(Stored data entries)
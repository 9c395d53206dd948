use anyhow::{bail, Context, Result};
use std::io::BufRead;
use std::path::Path;

#[derive(Debug, Clone)]
pub struct FastaRecord {
    pub id: String,
    pub desc: Option<String>,
    pub seq: Vec<u8>,
}

/// 逐条读取 FASTA；序列转大写，去掉行内空白
pub struct FastaReader<R: BufRead> {
    reader: R,
    buf: String,
    line: usize,
    pending: Option<String>,
    done: bool,
}

fn split_header(header: &str) -> (String, Option<String>) {
    let mut parts = header.splitn(2, char::is_whitespace);
    let id = parts.next().unwrap_or("").to_string();
    let desc = parts.next().map(|s| s.trim().to_string()).filter(|s| !s.is_empty());
    (id, desc)
}

impl<R: BufRead> FastaReader<R> {
    pub fn new(reader: R) -> Self {
        Self { reader, buf: String::new(), line: 0, pending: None, done: false }
    }

    fn read_line(&mut self) -> Result<bool> {
        self.buf.clear();
        let n = self
            .reader
            .read_line(&mut self.buf)
            .with_context(|| format!("FASTA read error near line {}", self.line + 1))?;
        self.line += 1;
        Ok(n > 0)
    }

    pub fn next_record(&mut self) -> Result<Option<FastaRecord>> {
        if self.done {
            return Ok(None);
        }

        let header = match self.pending.take() {
            Some(h) => h,
            None => loop {
                if !self.read_line()? {
                    self.done = true;
                    return Ok(None);
                }
                let t = self.buf.trim();
                if t.is_empty() {
                    continue;
                }
                match t.strip_prefix('>') {
                    Some(h) => break h.trim().to_string(),
                    None => {
                        bail!("FASTA line {}: sequence data before the first '>' header", self.line)
                    }
                }
            },
        };
        let (id, desc) = split_header(&header);
        if id.is_empty() {
            bail!("FASTA line {}: empty sequence name", self.line);
        }

        let mut seq = Vec::new();
        loop {
            if !self.read_line()? {
                self.done = true;
                break;
            }
            if let Some(h) = self.buf.trim_start().strip_prefix('>') {
                self.pending = Some(h.trim().to_string());
                break;
            }
            let bases = self.buf.bytes().filter(|b| !b.is_ascii_whitespace());
            seq.extend(bases.map(|b| b.to_ascii_uppercase()));
        }

        Ok(Some(FastaRecord { id, desc, seq }))
    }

    /// 读完全部记录，返回 (名称, 序列)，供索引构建
    pub fn read_all(mut self) -> Result<Vec<(String, Vec<u8>)>> {
        let mut out = Vec::new();
        while let Some(rec) = self.next_record()? {
            out.push((rec.id, rec.seq));
        }
        Ok(out)
    }
}

pub fn read_fasta_file(path: impl AsRef<Path>) -> Result<Vec<(String, Vec<u8>)>> {
    let path = path.as_ref();
    let fh = std::fs::File::open(path)
        .with_context(|| format!("cannot open reference FASTA '{}'", path.display()))?;
    FastaReader::new(std::io::BufReader::new(fh)).read_all()
}

#[cfg(test)]
mod tests {
    use super::*;
    use std::io::Cursor;

    #[test]
    fn parse_simple_fasta() {
        let data = b">chr1 first\nACgTNN\n>chr2\nAAA\n";
        let mut r = FastaReader::new(Cursor::new(&data[..]));

        let r1 = r.next_record().unwrap().unwrap();
        assert_eq!(r1.id, "chr1");
        assert_eq!(r1.desc.as_deref(), Some("first"));
        assert_eq!(r1.seq, b"ACGTNN");

        let r2 = r.next_record().unwrap().unwrap();
        assert_eq!(r2.id, "chr2");
        assert_eq!(r2.desc, None);
        assert_eq!(r2.seq, b"AAA");

        assert!(r.next_record().unwrap().is_none());
    }

    #[test]
    fn crlf_blank_lines_and_inner_whitespace() {
        let data = b"\n\n>chr1 desc\r\nAC g t n\r\n acgt\r\n>chr2 \r\n N N N \r\n";
        let recs = FastaReader::new(Cursor::new(&data[..])).read_all().unwrap();
        assert_eq!(recs.len(), 2);
        assert_eq!(recs[0], ("chr1".to_string(), b"ACGTNACGT".to_vec()));
        assert_eq!(recs[1], ("chr2".to_string(), b"NNN".to_vec()));
    }

    #[test]
    fn data_before_header_is_an_error() {
        let data = b"ACGT\n>chr1\nACGT\n";
        let err = FastaReader::new(Cursor::new(&data[..])).next_record().unwrap_err();
        assert!(err.to_string().contains("line 1"));
    }
}
//! 两阶段搜索：先从种子内侧边界生成带错配的种子候选，再为每个候选从 5' 端验证全长。

use super::cost_aware::CostAwareSearchDriver;
use super::driver::{RangeSourceDriver, SearchDriver, SearchEnv, VerifierFactory};
use super::range::{Cost, Range};
use super::read::Strand;

pub struct SeededSearchDriver {
    generator: RangeSourceDriver,
    factory: VerifierFactory,
    verifiers: CostAwareSearchDriver,
    strand: Strand,
    seeds: usize,
}

impl SeededSearchDriver {
    pub fn new(generator: RangeSourceDriver, factory: VerifierFactory) -> Self {
        let strand = generator.source().params().strand;
        Self { generator, factory, verifiers: CostAwareSearchDriver::new(false), strand, seeds: 0 }
    }

    /// 当前读段已生成的种子候选数
    pub fn seeds(&self) -> usize {
        self.seeds
    }
}

impl SearchDriver for SeededSearchDriver {
    fn start(&mut self, env: &mut SearchEnv<'_>) {
        self.verifiers.clear();
        self.seeds = 0;
        self.generator.start(env);
    }

    fn min_cost(&self) -> Option<Cost> {
        match (self.generator.min_cost(), self.verifiers.min_cost()) {
            (Some(g), Some(v)) => Some(g.min(v)),
            (g, v) => g.or(v),
        }
    }

    /// 生成器的下界不高于验证器时推进生成器，否则推进验证器
    fn advance(&mut self, env: &mut SearchEnv<'_>) -> Option<Range> {
        let verify = self.verifiers.min_cost();
        match self.generator.min_cost() {
            Some(g) if verify.map_or(true, |v| g <= v) => {
                let seed = self.generator.advance(env)?;
                let verifier = self.factory.create(&seed, env)?;
                self.seeds += 1;
                log::trace!(
                    "seed #{} on {:?}: {} edit(s)",
                    self.seeds,
                    self.strand,
                    seed.edits.len()
                );
                self.verifiers.add_driver(Box::new(verifier), env);
                None
            }
            _ if verify.is_some() => self.verifiers.advance(env),
            _ => None,
        }
    }

    fn strand(&self) -> Option<Strand> {
        Some(self.strand)
    }
}
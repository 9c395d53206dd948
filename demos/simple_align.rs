//! 演示如何在 library 模式下使用 seedmm-rust 做种子错配搜索。
//!
//! 运行方式：
//! ```bash
//! cargo run --example simple_align
//! ```

use seedmm_rust::index::ReferenceIndex;
use seedmm_rust::search::{
    AlignerFactory, CollectSink, PairedAlignerFactory, PairedConfig, Read, SeedConfig,
    UnpairedAlignerFactory,
};
use seedmm_rust::util::dna;

fn main() -> anyhow::Result<()> {
    // 1. 参考序列与索引
    let reference = b"ACGTACGTAGCTGATCGTAGCTAGCTAGCTGATCGTAGCTAGCTAGCTGATTGACCATGGACTTAGCAAGTC";
    println!("参考长度: {} bp", reference.len());
    let index = ReferenceIndex::build(&[("ref1".to_string(), reference.to_vec())], 16, 4)?;
    println!("索引构建完成：正向 {} 行，镜像 {} 行", index.fw.len(), index.mirror.len());

    // 2. 单端：种子内一个错配
    let cfg = SeedConfig { seed_mms: 1, seed_len: 12, ..SeedConfig::default() };
    let factory = UnpairedAlignerFactory::new(&index, cfg)?;
    let mut aligner = factory.create();

    let read = Read::with_uniform_quality("r1", b"GACCATCGACTTAG", b'I');
    let mut sink = CollectSink::new();
    let outcome = aligner.align(&read, &mut sink)?;
    println!("\n单端 '{}': {} 个区间", String::from_utf8_lossy(&read.seq), outcome.ranges);
    for hit in &sink.hits {
        let edits: Vec<String> = hit.edits.iter().map(ToString::to_string).collect();
        println!(
            "  {} {}:{} 错配=[{}] 罚分={}",
            hit.strand.symbol(),
            index.contigs[hit.contig].name,
            hit.offset,
            edits.join(","),
            hit.penalty
        );
    }

    // 3. 双端：mate2 取自参考下游片段的反向互补
    let mate1 = Read::with_uniform_quality("p1/1", &reference[0..14], b'I');
    let mate2 = Read::with_uniform_quality("p1/2", &dna::revcomp(&reference[40..54]), b'I');
    let seed = SeedConfig { seed_mms: 0, seed_len: 12, ..SeedConfig::default() };
    let pcfg = PairedConfig { seed, ..PairedConfig::default() };
    let pfactory = PairedAlignerFactory::new(&index, pcfg)?;
    let mut paligner = pfactory.create();
    let mut psink = CollectSink::new();
    let poutcome = paligner.align(&mate1, &mate2, &mut psink)?;
    println!("\n双端: {:?}", poutcome.pair);
    for (m1, m2) in &psink.pairs {
        println!(
            "  mate1 {}{}  mate2 {}{}  片段={}",
            m1.strand.symbol(),
            m1.offset,
            m2.strand.symbol(),
            m2.offset,
            m2.end() - m1.offset
        );
    }

    println!("\n完成！");
    Ok(())
}
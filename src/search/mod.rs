//! 种子错配回溯搜索层。
//!
//! 从下到上：
//! - `source`：单方向、单链的基本回溯搜索（`ElementarySearch`）
//! - `pin` / `budget`：钉住边界与每读段共享的回溯上限
//! - `driver`：`SearchDriver` 接口与基本搜索的包装、验证 driver 工厂
//! - `seeded`：种子生成 + 验证的两阶段组合
//! - `cost_aware`：按代价合并多个 driver
//! - `resolve`：区间定位、LRU 缓存与去重
//! - `strategy`：按错配数查表组装
//! - `unpaired` / `paired`：对外的 aligner 与 factory

pub mod arena;
pub mod budget;
pub mod config;
pub mod cost_aware;
pub mod driver;
pub mod error;
pub mod paired;
pub mod pin;
pub mod range;
pub mod read;
pub mod refaligner;
pub mod resolve;
pub mod seeded;
pub mod sink;
pub mod source;
pub mod strategy;
pub mod unpaired;

pub use config::{PairedConfig, SeedConfig};
pub use cost_aware::CostAwareSearchDriver;
pub use driver::{SearchDriver, SearchEnv};
pub use error::{ConfigError, SearchError};
pub use paired::{PairedAligner, PairedAlignerFactory};
pub use range::{Cost, Edit, Range, ResolvedMatch};
pub use read::{Mate, Read, Strand};
pub use resolve::{MatchResolver, RangeCache, RangeCaches};
pub use sink::{CollectSink, HitSink};
pub use unpaired::{PairOutcome, ReadOutcome, UnpairedAligner, UnpairedAlignerFactory};

/// 每个 worker 调用一次 `create`，得到完全私有的搜索图；factory 本身可跨线程共享
pub trait AlignerFactory: Sync {
    type Aligner;

    fn create(&self) -> Self::Aligner;
}
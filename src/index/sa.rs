/// 构建后缀数组（前缀倍增，O(n log^2 n)）。
/// 输入为数值化的文本（0:$,1:A,2:C,3:G,4:T,5:N），允许出现多个 0 作为 contig 分隔符；
/// 越过文本末尾视为比任何字符都小，因此较短的后缀排在前面。
pub fn build_sa(text: &[u8]) -> Vec<u32> {
    let n = text.len();
    if n == 0 {
        return Vec::new();
    }
    let mut sa: Vec<u32> = (0..n as u32).collect();
    let mut rank: Vec<i64> = text.iter().map(|&b| i64::from(b)).collect();
    let mut next_rank = vec![0i64; n];

    let mut k = 1usize;
    loop {
        let key = |i: u32| -> (i64, i64) {
            let i = i as usize;
            (rank[i], if i + k < n { rank[i + k] } else { -1 })
        };
        sa.sort_unstable_by_key(|&i| key(i));

        next_rank[sa[0] as usize] = 0;
        for w in 1..n {
            let bump = i64::from(key(sa[w]) != key(sa[w - 1]));
            next_rank[sa[w] as usize] = next_rank[sa[w - 1] as usize] + bump;
        }
        std::mem::swap(&mut rank, &mut next_rank);

        // 所有秩互不相同即完成
        if rank[sa[n - 1] as usize] as usize == n - 1 || k >= n {
            break;
        }
        k <<= 1;
    }
    sa
}

#[cfg(test)]
mod tests {
    use super::*;

    fn naive_sa(text: &[u8]) -> Vec<u32> {
        let mut idx: Vec<u32> = (0..text.len() as u32).collect();
        idx.sort_by(|&a, &b| text[a as usize..].cmp(&text[b as usize..]));
        idx
    }

    fn lcg_text(len: usize, seed: u32) -> Vec<u8> {
        let mut x = seed;
        (0..len)
            .map(|_| {
                x = x.wrapping_mul(1_103_515_245).wrapping_add(12_345);
                ((x >> 16) % 6) as u8
            })
            .collect()
    }

    #[test]
    fn sa_basic() {
        // A C G T $ -> 1 2 3 4 0
        assert_eq!(build_sa(&[1u8, 2, 3, 4, 0]), vec![4, 0, 1, 2, 3]);
    }

    #[test]
    fn sa_matches_naive_on_random_texts() {
        for len in 1..=40 {
            let text = lcg_text(len, 7 + len as u32);
            assert_eq!(build_sa(&text), naive_sa(&text), "len={}", len);
        }
    }

    #[test]
    fn sa_handles_repeats_and_separators() {
        let text = [1u8, 1, 1, 0, 1, 1, 0];
        assert_eq!(build_sa(&text), naive_sa(&text));
    }
}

**Work request**
For every line above that includes the word "create", return the line.

**Finished exercise**
                let verifier = self.factory.create(&seed, env)?;
    let mut aligner = factory.create();
    let mut paligner = pfactory.create();
/// 每个 worker 调用一次 `create`，得到完全私有的搜索图；factory 本身可跨线程共享
    fn create(&self) -> Self::Aligner;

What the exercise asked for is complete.